- EXERCISE OBJECTIVE -
Lines outside the range are not wanted. Give again exactly the lines between the line holding "pub fn table_name(&self)" and the line holding "plan for one dialect.", inclusive, from the listing below.

- DATA -
//! Migration planning.
//!
//! The [`Planner`] is the caller the comparator reports to: it validates
//! both models, runs the comparison and turns every batch the dialect
//! cannot apply in place into a table rebuild directive.

use std::fmt;

use serde::Serialize;
use tracing::info;

use crate::change::Change;
use crate::diff::{ComparatorOptions, ModelComparator, TableBatch};
use crate::dialect::Dialect;
use crate::error::Result;
use crate::model::{Database, Table};

/// Rebuild a table by creating the target shape, copying the rows and
/// swapping it in.
#[derive(Debug, Clone, PartialEq, Eq, Serialize)]
pub struct TableRebuild {
    /// Table name.
    pub table: String,
    /// The table as it stands before the rebuild.
    pub from: Table,
    /// The table to rebuild into.
    pub to: Table,
}

/// One step of a [`MigrationPlan`].
#[derive(Debug, Clone, PartialEq, Eq, Serialize)]
#[serde(rename_all = "snake_case")]
pub enum PlanStep {
    /// Alter a table in place, applying the batch in order.
    Alter(TableBatch),
    /// Rebuild a table.
    Rebuild(TableRebuild),
    /// A change outside any table batch: table creation or removal, and
    /// the foreign keys of new tables.
    Change(Change),
}

impl PlanStep {
    /// Name of the table the step applies to.
    #[must_use]
    pub fn table_name(&self) -> &str {
        match self {
            Self::Alter(batch) => &batch.table,
            Self::Rebuild(rebuild) => &rebuild.table,
            Self::Change(change) => change.table_name(),
        }
    }
}

impl fmt::Display for PlanStep {
    fn fmt(&self, f: &mut fmt::Formatter<'_>) -> fmt::Result {
        match self {
            Self::Alter(batch) => {
                write!(f, "alter table {}", batch.table)?;
                for change in &batch.changes {
                    write!(f, "\n    {change}")?;
                }
                Ok(())
            }
            Self::Rebuild(rebuild) => write!(f, "rebuild table {}", rebuild.table),
            Self::Change(change) => write!(f, "{change}"),
        }
    }
}

/// An ordered migration plan for one dialect.
#[derive(Debug, Clone, PartialEq, Eq, Serialize)]
pub struct MigrationPlan {
    /// Name of the dialect the plan was made for.
    pub dialect: String,
    /// Steps in execution order.
    pub steps: Vec<PlanStep>,
}

impl MigrationPlan {
    /// Returns the steps.
    #[must_use]
    pub fn steps(&self) -> &[PlanStep] {
        &self.steps
    }

    /// Returns `true` if the models already match.
    #[must_use]
    pub fn is_empty(&self) -> bool {
        self.steps.is_empty()
    }

    /// Number of steps.
    #[must_use]
    pub fn len(&self) -> usize {
        self.steps.len()
    }

    /// Number of tables that must be rebuilt.
    #[must_use]
    pub fn rebuild_count(&self) -> usize {
        self.steps
            .iter()
            .filter(|s| matches!(s, PlanStep::Rebuild(_)))
            .count()
    }
}

impl fmt::Display for MigrationPlan {
    fn fmt(&self, f: &mut fmt::Formatter<'_>) -> fmt::Result {
        if self.steps.is_empty() {
            return write!(f, "No changes ({})", self.dialect);
        }
        write!(f, "Migration plan ({}, {} steps)", self.dialect, self.steps.len())?;
        for (i, step) in self.steps.iter().enumerate() {
            write!(f, "\n{:>3}. {step}", i + 1)?;
        }
        Ok(())
    }
}

/// Plans migrations for one dialect.
#[derive(Debug, Clone, Copy)]
pub struct Planner<'a> {
    dialect: &'a dyn Dialect,
    options: ComparatorOptions,
}

impl<'a> Planner<'a> {
    /// Creates a planner.
    #[must_use]
    pub fn new(dialect: &'a dyn Dialect, options: ComparatorOptions) -> Self {
        Self { dialect, options }
    }

    /// Plans the migration from `source` to `target`.
    ///
    /// # Errors
    ///
    /// Returns a [`ModelError`](crate::ModelError) if either model is
    /// invalid. The source model is checked first.
    pub fn plan(&self, source: &Database, target: &Database) -> Result<MigrationPlan> {
        source.validate(self.options.names)?;
        target.validate(self.options.names)?;

        let comparison = ModelComparator::new(self.dialect, self.options).compare(source, target);

        let mut steps = Vec::new();
        steps.extend(comparison.table_removals.into_iter().map(PlanStep::Change));
        steps.extend(comparison.table_additions.into_iter().map(PlanStep::Change));
        for batch in comparison.table_batches {
            if batch.supported {
                steps.push(PlanStep::Alter(batch));
            } else {
                steps.push(PlanStep::Rebuild(TableRebuild {
                    table: batch.table,
                    from: batch.intermediate,
                    to: batch.target,
                }));
            }
        }
        steps.extend(
            comparison
                .foreign_key_additions
                .into_iter()
                .map(PlanStep::Change),
        );

        let plan = MigrationPlan {
            dialect: self.dialect.name().to_string(),
            steps,
        };
        info!(
            dialect = %plan.dialect,
            steps = plan.len(),
            rebuilds = plan.rebuild_count(),
            "Planned migration"
        );
        Ok(plan)
    }
}
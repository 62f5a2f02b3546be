use ariadne::{Color, Fmt, Label, Report, ReportKind, Source};
use clap::{Parser, Subcommand, ValueEnum};
use clover::command::Registry;
use clover::interpreter::surface::StdioSurface;
use clover::interpreter::{input, Context, DisplayFormat, Interpreter, RunError, RunOptions};
use clover::loader::{self, LineBreaks};
use color_eyre::eyre::Result;
use std::path::{Path, PathBuf};
use std::{fs::read_to_string, process::ExitCode};
use tracing_subscriber::{fmt, prelude::*, EnvFilter};

#[derive(Debug, Parser)]
#[clap(name = "clover", version)]
pub struct CLArgs {
    #[clap(subcommand)]
    pub routine: CloverCommand,
}

#[derive(Debug, Subcommand)]
pub enum CloverCommand {
    /// Print the cleaned, numbered command lines of a program.
    Lines { path: PathBuf },
    /// Run a program.
    Run {
        path: PathBuf,
        #[clap(long)]
        silent: bool,
        /// File holding the implicit input.
        #[clap(long = "input", default_value = input::DEFAULT_INPUT_PATH)]
        input: PathBuf,
        #[clap(long = "format", value_enum, default_value = "pretty")]
        format: ValueFormat,
        /// Print the collapsed return value when the run ends.
        #[clap(long)]
        result: bool,
    },
}

#[derive(Debug, Clone, ValueEnum)]
pub enum ValueFormat {
    Debug,
    Basic,
    Pretty,
}

impl From<ValueFormat> for DisplayFormat {
    fn from(value: ValueFormat) -> Self {
        match value {
            ValueFormat::Debug => DisplayFormat::Debug,
            ValueFormat::Basic => DisplayFormat::Basic,
            ValueFormat::Pretty => DisplayFormat::Pretty,
        }
    }
}

fn main() -> Result<ExitCode> {
    color_eyre::install()?;
    tracing_subscriber::registry()
        .with(fmt::layer().with_writer(std::io::stderr))
        .with(EnvFilter::from_default_env())
        .init();

    let args = CLArgs::parse();
    match args.routine {
        CloverCommand::Lines { path } => {
            let src = read_to_string(path)?;
            for (index, line) in loader::load(&src).iter().enumerate() {
                println!("{:>4} | {line}", index + 1);
            }
            Ok(ExitCode::SUCCESS)
        }
        CloverCommand::Run {
            path,
            silent,
            input,
            format,
            result,
        } => {
            tracing::info!(path = %path.display(), "running");
            let src = read_to_string(&path)?;
            let options = RunOptions {
                silent,
                display: format.into(),
                input_path: input,
            };
            run(&src, &path, options, result)
        }
    }
}

fn run(src: &str, path: &Path, options: RunOptions, print_result: bool) -> Result<ExitCode> {
    let formatter = options.display.formatter();
    let input = input::acquire(&options.input_path);
    let mut surface = StdioSurface;
    let context = Context::new(options, input, &mut surface);
    match Interpreter::new(Registry::with_builtins(), context).execute(src) {
        Ok(finished) => {
            let line = finished.context().line();
            let value = finished.collapse();
            if print_result {
                println!("{}", formatter.format(&value, line));
            }
            Ok(ExitCode::SUCCESS)
        }
        Err(error) => {
            eprintln!("{}", formatter.format(&error.fault(), error.line()));
            eprintln!("{}", report(src, path, &error)?);
            Ok(ExitCode::from(70))
        }
    }
}

fn report(src: &str, path: &Path, error: &RunError) -> Result<String> {
    let path = path.to_string_lossy();
    let path: &str = &path;
    let span = LineBreaks::new(src)
        .get_line_range(error.line())
        .unwrap_or(0..src.len());
    let mut output = std::io::Cursor::new(Vec::new());
    Report::build(ReportKind::Error, (path, span.clone()))
        .with_code(error.code())
        .with_message("The run was aborted by an uncaught error")
        .with_label(
            Label::new((path, span))
                .with_message(format!("{}", error.to_string().fg(Color::BrightRed)))
                .with_color(Color::BrightRed),
        )
        .finish()
        .write((path, Source::from(src)), &mut output)?;
    Ok(String::from_utf8(output.into_inner())?)
}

- SOLUTION TO THIS EXERCISE -
    pub fn table_name(&self) -> &str {
        match self {
            Self::Alter(batch) => &batch.table,
            Self::Rebuild(rebuild) => &rebuild.table,
            Self::Change(change) => change.table_name(),
        }
    }
}

impl fmt::Display for PlanStep {
    fn fmt(&self, f: &mut fmt::Formatter<'_>) -> fmt::Result {
        match self {
            Self::Alter(batch) => {
                write!(f, "alter table {}", batch.table)?;
                for change in &batch.changes {
                    write!(f, "\n    {change}")?;
                }
                Ok(())
            }
            Self::Rebuild(rebuild) => write!(f, "rebuild table {}", rebuild.table),
            Self::Change(change) => write!(f, "{change}"),
        }
    }
}

/// An ordered migration plan for one dialect.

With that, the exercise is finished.